Chart 3: Select US Commercial Bank loans as a percent of total loans

CB Loans o Total

In short, the data makes us ask: What happened to commercial banks during the era of regulatory reform? Furthermore, the pattern of the data in Chart 3 indicates that residential mortgage policy might have something to do with it.

1930s monetary theory held that the use of demand deposits to finance long-term assets like real estate would foster asset price bubbles in the long-term assets thus financed due to the feedback loop between bank expansion of demand deposits, loans, and asset prices. As a result, in the 1930s commercial bank real estate loans were funded by savings and time deposits and accounted for only a fraction of them, typically about 40%. And savings deposits made up only a fraction of the deposit base compared to demand deposits. Thus, it is worth looking at what has happened to commercial bank liabilities, too.

Chart 4 shows that commercial bank liabilities were composed mostly of demand deposits in the immediate post-war period, but their share declined steadily from about 1955 to 2008. Unsurprisingly the most dramatic decline took place during the inflationary era when most depositors were looking for a way to avoid holding a non-interest bearing asset. Savings and time deposits make up by far the majority of bank liabilities today. Even so, the growth in real estate loans up until the 2007 crisis was much faster. As a result, the ratio of real estate loans to savings plus time deposits grew steadily from 1983 to 2007 (see Chart 5). Another point to take into consideration is that savings deposits are much easier to use for transactions today than they were 70 years ago, as there are now a variety of means by which savings are transferred automatically in order to cover checks.

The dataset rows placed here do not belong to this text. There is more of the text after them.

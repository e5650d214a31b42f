//! Per-connection session driver.
//!
//! Runs the handshake, announces the connection, mirrors its channel
//! memberships, then serves inbound events and outbound deliveries in
//! arrival order until the client leaves, the session is terminated, or it
//! goes idle. Cleanup runs on every exit path.

use crate::handlers::AppState;
use crate::metrics::{self, ConnectionMetricsGuard};
use courier_core::{Directive, HandshakeRequest, JoinedConnection, Origin, Outbound};
use courier_protocol::{ClientEvent, ConnectedPayload, ServerEvent, PROTOCOL_VERSION};
use courier_transport::{Connection, EventSink, Inbound};
use std::sync::Arc;
use std::time::Instant;
use tokio::sync::mpsc;
use tracing::{debug, info, warn};

/// Why a session loop ended.
#[derive(Debug, Clone, Copy, PartialEq, Eq)]
enum Exit {
    ClientGone,
    Terminated,
    Idle,
    SendFailed,
}

/// Drive one connection from handshake to cleanup.
pub async fn run(state: Arc<AppState>, mut conn: Connection, request: HandshakeRequest) {
    let node = state.node.clone();
    let (tx, mut rx) = mpsc::unbounded_channel();

    let mut joined = match node.handshake().accept(conn.id.clone(), request, tx).await {
        Ok(joined) => joined,
        Err(e) => {
            metrics::record_handshake_rejected(e.kind());
            let _ = conn.sink.send(&ServerEvent::error(e.to_string())).await;
            let _ = conn.sink.close(None).await;
            return;
        }
    };
    let _metrics_guard = ConnectionMetricsGuard::new();

    let connected = ServerEvent::Connected(ConnectedPayload {
        connection_id: conn.id.clone(),
        user_id: joined.identity().user_id.to_string(),
        username: joined.identity().username.clone(),
        heartbeat: u32::try_from(state.config.heartbeat.interval_ms).unwrap_or(u32::MAX),
        version: PROTOCOL_VERSION.to_string(),
    });
    info!(
        connection = %conn.id,
        user = %joined.identity().user_id,
        transport = %conn.kind,
        "Connection joined"
    );

    let exit = if conn.sink.send(&connected).await.is_err() {
        Exit::SendFailed
    } else if !resync(&mut joined, conn.sink.as_mut()).await {
        Exit::SendFailed
    } else {
        serve(&state, &mut conn, &mut joined, &mut rx).await
    };

    debug!(connection = %conn.id, reason = ?exit, "Session ended");
    joined.close().await;
    let _ = conn.sink.close(None).await;
    metrics::set_hub_stats(&node.hub().stats());
}

async fn serve(
    state: &AppState,
    conn: &mut Connection,
    joined: &mut JoinedConnection,
    rx: &mut mpsc::UnboundedReceiver<Outbound>,
) -> Exit {
    let idle = state.config.idle_timeout();
    let deadline = tokio::time::sleep(idle);
    tokio::pin!(deadline);

    loop {
        tokio::select! {
            item = rx.recv() => match item {
                Some(Outbound::Event(event)) => {
                    if conn.sink.send(&event).await.is_err() {
                        return Exit::SendFailed;
                    }
                }
                Some(Outbound::Resync) => {
                    if !resync(joined, conn.sink.as_mut()).await {
                        return Exit::SendFailed;
                    }
                }
                None => return Exit::ClientGone,
            },

            inbound = conn.stream.recv() => {
                deadline.as_mut().reset(tokio::time::Instant::now() + idle);
                match inbound {
                    Ok(Some(Inbound::Event(event))) => {
                        match handle_event(state, conn.sink.as_mut(), joined, event).await {
                            Some(exit) => return exit,
                            None => continue,
                        }
                    }
                    Ok(Some(Inbound::Heartbeat)) => {}
                    Ok(None) => return Exit::ClientGone,
                    Err(e) if !e.is_fatal() => {
                        if conn.sink.send(&ServerEvent::error(e.to_string())).await.is_err() {
                            return Exit::SendFailed;
                        }
                    }
                    Err(e) => {
                        debug!(connection = %conn.id, error = %e, "Transport failed");
                        return Exit::ClientGone;
                    }
                }
            },

            () = &mut deadline => {
                info!(connection = %conn.id, idle_ms = idle.as_millis() as u64, "Closing idle connection");
                let _ = conn.sink.close(Some("Idle timeout".into())).await;
                return Exit::Idle;
            }
        }
    }
}

/// Route one event and apply its outcome. Returns an exit if the session
/// must end.
async fn handle_event(
    state: &AppState,
    sink: &mut dyn EventSink,
    joined: &mut JoinedConnection,
    event: ClientEvent,
) -> Option<Exit> {
    let name = event.name();
    let path = delivery_path(&event);
    let started = Instant::now();

    let outcome = state
        .node
        .router()
        .route(
            Origin {
                connection: joined.id(),
                identity: joined.identity(),
            },
            event,
        )
        .await;
    metrics::record_event(name, path, outcome.stage, outcome.delivery, started.elapsed());

    for reply in &outcome.replies {
        if sink.send(reply).await.is_err() {
            return Some(Exit::SendFailed);
        }
    }

    match outcome.directive {
        Directive::None => None,
        Directive::ResyncMembership => (!resync(joined, sink).await).then_some(Exit::SendFailed),
        Directive::Terminate => {
            warn!(connection = %joined.id(), event = name, "Terminating corrupted session");
            let reason = outcome
                .replies
                .iter()
                .find_map(|reply| match reply {
                    ServerEvent::Error(message) => Some(message.clone()),
                    _ => None,
                });
            let _ = sink.close(reason).await;
            Some(Exit::Terminated)
        }
    }
}

/// Fan-out path an event takes, for metrics.
fn delivery_path(event: &ClientEvent) -> &'static str {
    match event {
        ClientEvent::ChannelMessage(_) | ClientEvent::ChannelFileNotice(_) => "group",
        ClientEvent::DirectMessage(_) | ClientEvent::DirectFileNotice(_) => "user",
        _ => "connection",
    }
}

/// Re-run membership sync and report the result to the client. Returns
/// `false` if the client can no longer be written to.
async fn resync(joined: &mut JoinedConnection, sink: &mut dyn EventSink) -> bool {
    let reply = match joined.sync_membership().await {
        Ok(groups) => ServerEvent::channels_synced(groups.iter().cloned()),
        Err(e) => {
            warn!(connection = %joined.id(), error = %e, "Membership sync failed");
            ServerEvent::error(e.to_string())
        }
    };
    sink.send(&reply).await.is_ok()
}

Chart 4: US Commercial Bank Liabilities

CB Liabilities

Chart 5: US commercial bank real estate as a fraction of savings + time deposits

RE ov Svgs

Since real estate loans appear to have played a very important role in regulatory reform’s transformation of commercial banking, it’s worth taking a look at what was going on with the institutions that were set up in the 1930s to fund real estate loans, the thrifts. The FDIC has data on the thrifts under the title “Savings Institutions” dating from 1984.

Keep in mind, however, that these balance sheet data mask the fact that the thrift industry stopped growing at the end of the 1980s. Thus, even though thrifts accounted for approximately one-third of depository institution assets from the post-war period through 1988, today they account for only about 5% of depository institution assets. In short, what is going on in the diagrams below matters less and less over time to the economy as a whole.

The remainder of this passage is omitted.